Jetzt ist Ihre Meinung gefragt: Hier können Sie Ihren Kommentar zum Quickpoll veröffentlichen und mit  anderen Lesern darüber diskutieren.


----------



## Nali_WarCow (23. April 2006)

*AW: Kann Das Schwarze Auge: Drakensang (enthüllt in PCG 06/06) mit Gothic & Oblivion mithalten?*

Wie soll man das jetzt schon wissen können? Warum nicht gleich über die Wertung des Spiels abstimmen?


----------



## Dumbi (23. April 2006)

*AW: Kann Das Schwarze Auge: Drakensang (enthüllt in PCG 06/06) mit Gothic & Oblivion mithalten?*



			
				Nali_WarCow am 23.04.2006 10:47 schrieb:
			
		

> Wie soll man das jetzt schon wissen können? Warum nicht gleich über die Wertung des Spiels abstimmen?

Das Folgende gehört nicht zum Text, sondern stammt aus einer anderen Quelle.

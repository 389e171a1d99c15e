//! Error in berlin clock
//!
//! Each concern owns its error enum ([`TimeOfDayError`] for construction and
//! [`ParseError`] for parsing). Both map onto the same [`ErrorKind`] taxonomy so
//! callers can classify a failure without matching on every variant.
//!
//! [`TimeOfDayError`]: crate::time_of_day::TimeOfDayError
//! [`ParseError`]: crate::time_of_day::ParseError

use std::fmt::Display;

/// Category of a failure
#[derive(Debug, Clone, Copy, PartialEq, Eq, Hash)]
pub enum ErrorKind {
    /// No input was given where a string was required
    NullInput,
    /// A component is outside of its bound when constructing directly
    Range,
    /// The text does not have the `hh:mm:ss` shape
    Format,
    /// The value is well shaped but can not exist: a component is out of range
    /// after parsing, or the hours is 24 while minutes or seconds is not 0
    Overflow,
}

impl Display for ErrorKind {
    fn fmt(&self, f: &mut std::fmt::Formatter<'_>) -> std::fmt::Result {
        let name = match self {
            Self::NullInput => "NullInput",
            Self::Range => "Range",
            Self::Format => "Format",
            Self::Overflow => "Overflow",
        };
        f.write_str(name)
    }
}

Hatte gerade den selben Gedanken^^
Das erinnert mich an die Umfrage von vor einer Woche, in der gefragt wurde, ob Gothic 3 so gut wie Oblivion wird...


----------



## Bonkic (23. April 2006)

*AW: Kann Das Schwarze Auge: Drakensang (enthüllt in PCG 06/06) mit Gothic & Oblivion mithalten?*



			
				Nali_WarCow am 23.04.2006 10:47 schrieb:
			
		

> Wie soll man das jetzt schon wissen können? Warum nicht gleich über die Wertung des Spiels abstimmen?




ok :

gothic 3 -  87 %
dsa "4" - 83 % 

was sagt ihr ?


----------



## Nali_WarCow (23. April 2006)

*AW: Kann Das Schwarze Auge: Drakensang (enthüllt in PCG 06/06) mit Gothic & Oblivion mithalten?*



			
				Dumbi am 23.04.2006 10:51 schrieb:
			
		

> Das erinnert mich an die Umfrage von vor einer Woche, in der gefragt wurde, ob Gothic 3 so gut wie Oblivion wird...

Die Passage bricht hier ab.